──────── Data for review

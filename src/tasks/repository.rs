use async_trait::async_trait;
use color_eyre::Result;

use super::store::TaskStore;
use super::types::Task;

/// Task persistence, backed either by the local store or the hosted backend.
#[async_trait]
pub trait TaskRepository: Send + Sync {
  async fn list(&self) -> Result<Vec<Task>>;

  async fn add(&self, task: &Task) -> Result<i64>;

  async fn update(&self, task: &Task) -> Result<i64>;

  async fn delete(&self, id: i64) -> Result<()>;
}

#[async_trait]
impl TaskRepository for TaskStore {
  async fn list(&self) -> Result<Vec<Task>> {
    TaskStore::list(self)
  }

  async fn add(&self, task: &Task) -> Result<i64> {
    TaskStore::add(self, task)
  }

  async fn update(&self, task: &Task) -> Result<i64> {
    TaskStore::update(self, task)
  }

  async fn delete(&self, id: i64) -> Result<()> {
    TaskStore::delete(self, id)
  }
}
//! The offline cache proxy: install, activate and request interception for
//! one deployed worker version.

mod lifecycle;
#[cfg(test)]
pub(crate) mod mock;
mod network;
mod proxy;

pub use network::{HttpNetwork, Network, Request};
pub use proxy::{CacheProxy, WorkerConfig};
//! SQLite implementation of the named-cache storage.

use chrono::{DateTime, Utc};
use color_eyre::{eyre::eyre, Result};
use rusqlite::{params, Connection, OptionalExtension};
use std::path::Path;
use std::sync::{Mutex, MutexGuard};
use tracing::debug;

use super::traits::{CacheStorage, CachedResponse, RequestKey, StoredResponse, WorkerSlot};
use crate::db::{self, schema::CACHE_SCHEMA};

/// SQLite-based cache storage implementation.
pub struct SqliteStorage {
  conn: Mutex<Connection>,
}

impl SqliteStorage {
  /// Open the storage at `<data_dir>/cache.db`.
  pub fn open(data_dir: &Path) -> Result<Self> {
    Self::open_at(&data_dir.join("cache.db"))
  }

  /// Open the storage at an explicit database path.
  pub fn open_at(path: &Path) -> Result<Self> {
    Self::from_connection(db::open_connection(path)?)
  }

  /// Private in-memory storage, mostly for tests.
  #[cfg(test)]
  pub fn open_in_memory() -> Result<Self> {
    Self::from_connection(db::open_in_memory()?)
  }

  fn from_connection(conn: Connection) -> Result<Self> {
    db::run_migrations(&conn, CACHE_SCHEMA)?;
    Ok(Self {
      conn: Mutex::new(conn),
    })
  }

  fn lock(&self) -> Result<MutexGuard<'_, Connection>> {
    self.conn.lock().map_err(|e| eyre!("Lock poisoned: {}", e))
  }
}

fn ensure_cache(conn: &Connection, cache_name: &str) -> Result<()> {
  conn
    .execute(
      "INSERT OR IGNORE INTO caches (name, created_seq)
       VALUES (?, (SELECT COALESCE(MAX(created_seq), 0) + 1 FROM caches))",
      params![cache_name],
    )
    .map_err(|e| eyre!("Failed to open cache {}: {}", cache_name, e))?;
  Ok(())
}

/// Write one entry. Nothing is written if `cache_name` does not exist.
fn insert_entry(
  conn: &Connection,
  cache_name: &str,
  key: &RequestKey,
  response: &StoredResponse,
) -> Result<()> {
  let headers = serde_json::to_string(&response.headers)
    .map_err(|e| eyre!("Failed to serialize headers: {}", e))?;

  let written = conn
    .execute(
      "INSERT OR REPLACE INTO cache_entries
         (cache_name, request_hash, method, url, status, headers, body, cached_at)
       SELECT ?1, ?2, ?3, ?4, ?5, ?6, ?7, datetime('now')
       WHERE EXISTS (SELECT 1 FROM caches WHERE name = ?1)",
      params![
        cache_name,
        key.cache_hash(),
        key.method,
        key.url,
        response.status,
        headers,
        response.body
      ],
    )
    .map_err(|e| eyre!("Failed to store {}: {}", key, e))?;
  if written == 0 {
    debug!(cache = cache_name, request = %key, "cache no longer exists, entry dropped");
  }
  Ok(())
}

impl CacheStorage for SqliteStorage {
  fn open(&self, cache_name: &str) -> Result<()> {
    let conn = self.lock()?;
    ensure_cache(&conn, cache_name)
  }

  fn has(&self, cache_name: &str) -> Result<bool> {
    let conn = self.lock()?;
    let found: Option<String> = conn
      .query_row(
        "SELECT name FROM caches WHERE name = ?",
        params![cache_name],
        |row| row.get(0),
      )
      .optional()
      .map_err(|e| eyre!("Failed to look up cache {}: {}", cache_name, e))?;
    Ok(found.is_some())
  }

  fn keys(&self) -> Result<Vec<String>> {
    let conn = self.lock()?;
    let mut stmt = conn
      .prepare("SELECT name FROM caches ORDER BY created_seq")
      .map_err(|e| eyre!("Failed to prepare query: {}", e))?;

    let names = stmt
      .query_map([], |row| row.get(0))
      .map_err(|e| eyre!("Failed to list caches: {}", e))?
      .collect::<rusqlite::Result<Vec<String>>>()
      .map_err(|e| eyre!("Failed to read cache name: {}", e))?;

    Ok(names)
  }

  fn delete(&self, cache_name: &str) -> Result<bool> {
    let conn = self.lock()?;
    let removed = conn
      .execute("DELETE FROM caches WHERE name = ?", params![cache_name])
      .map_err(|e| eyre!("Failed to delete cache {}: {}", cache_name, e))?;
    Ok(removed > 0)
  }

  fn match_request(&self, cache_name: &str, key: &RequestKey) -> Result<Option<CachedResponse>> {
    let conn = self.lock()?;

    let row: Option<(u16, String, Vec<u8>, String)> = conn
      .query_row(
        "SELECT status, headers, body, cached_at FROM cache_entries
         WHERE cache_name = ? AND request_hash = ?",
        params![cache_name, key.cache_hash()],
        |row| Ok((row.get(0)?, row.get(1)?, row.get(2)?, row.get(3)?)),
      )
      .optional()
      .map_err(|e| eyre!("Failed to match {}: {}", key, e))?;

    match row {
      Some((status, headers, body, cached_at_str)) => {
        let headers: Vec<(String, Vec<u8>)> = serde_json::from_str(&headers)
          .map_err(|e| eyre!("Failed to deserialize headers for {}: {}", key, e))?;
        Ok(Some(CachedResponse {
          response: StoredResponse {
            status,
            headers,
            body,
          },
          cached_at: parse_datetime(&cached_at_str)?,
        }))
      }
      None => Ok(None),
    }
  }

  fn put(&self, cache_name: &str, key: &RequestKey, response: &StoredResponse) -> Result<()> {
    let conn = self.lock()?;
    insert_entry(&conn, cache_name, key, response)
  }

  fn put_all(&self, cache_name: &str, entries: &[(RequestKey, StoredResponse)]) -> Result<()> {
    let mut conn = self.lock()?;
    let tx = conn
      .transaction()
      .map_err(|e| eyre!("Failed to begin transaction: {}", e))?;

    ensure_cache(&tx, cache_name)?;
    for (key, response) in entries {
      insert_entry(&tx, cache_name, key, response)?;
    }

    tx.commit()
      .map_err(|e| eyre!("Failed to commit transaction: {}", e))?;
    Ok(())
  }

  fn requests(&self, cache_name: &str) -> Result<Vec<RequestKey>> {
    let conn = self.lock()?;
    let mut stmt = conn
      .prepare("SELECT method, url FROM cache_entries WHERE cache_name = ? ORDER BY url")
      .map_err(|e| eyre!("Failed to prepare query: {}", e))?;

    let keys = stmt
      .query_map(params![cache_name], |row| {
        Ok(RequestKey::new(row.get::<_, String>(0)?, row.get::<_, String>(1)?))
      })
      .map_err(|e| eyre!("Failed to list entries of {}: {}", cache_name, e))?
      .collect::<rusqlite::Result<Vec<_>>>()
      .map_err(|e| eyre!("Failed to read cache entry: {}", e))?;

    Ok(keys)
  }

  fn slot(&self, slot: WorkerSlot) -> Result<Option<String>> {
    let conn = self.lock()?;
    conn
      .query_row(
        "SELECT version FROM worker_slots WHERE slot = ?",
        params![slot.as_str()],
        |row| row.get(0),
      )
      .optional()
      .map_err(|e| eyre!("Failed to read {} slot: {}", slot.as_str(), e))
  }

  fn set_slot(&self, slot: WorkerSlot, version: Option<&str>) -> Result<()> {
    let conn = self.lock()?;
    match version {
      Some(version) => conn.execute(
        "INSERT OR REPLACE INTO worker_slots (slot, version) VALUES (?, ?)",
        params![slot.as_str(), version],
      ),
      None => conn.execute(
        "DELETE FROM worker_slots WHERE slot = ?",
        params![slot.as_str()],
      ),
    }
    .map_err(|e| eyre!("Failed to write {} slot: {}", slot.as_str(), e))?;
    Ok(())
  }
}

/// Parse a datetime string from SQLite format.
fn parse_datetime(s: &str) -> Result<DateTime<Utc>> {
  // SQLite stores as "YYYY-MM-DD HH:MM:SS"
  chrono::NaiveDateTime::parse_from_str(s, "%Y-%m-%d %H:%M:%S")
    .map(|dt| dt.and_utc())
    .map_err(|e| eyre!("Failed to parse datetime '{}': {}", s, e))
}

────────────────

Description of the task
How many lines of the data contain "update"? Work it out and give only the number.

Task answer
3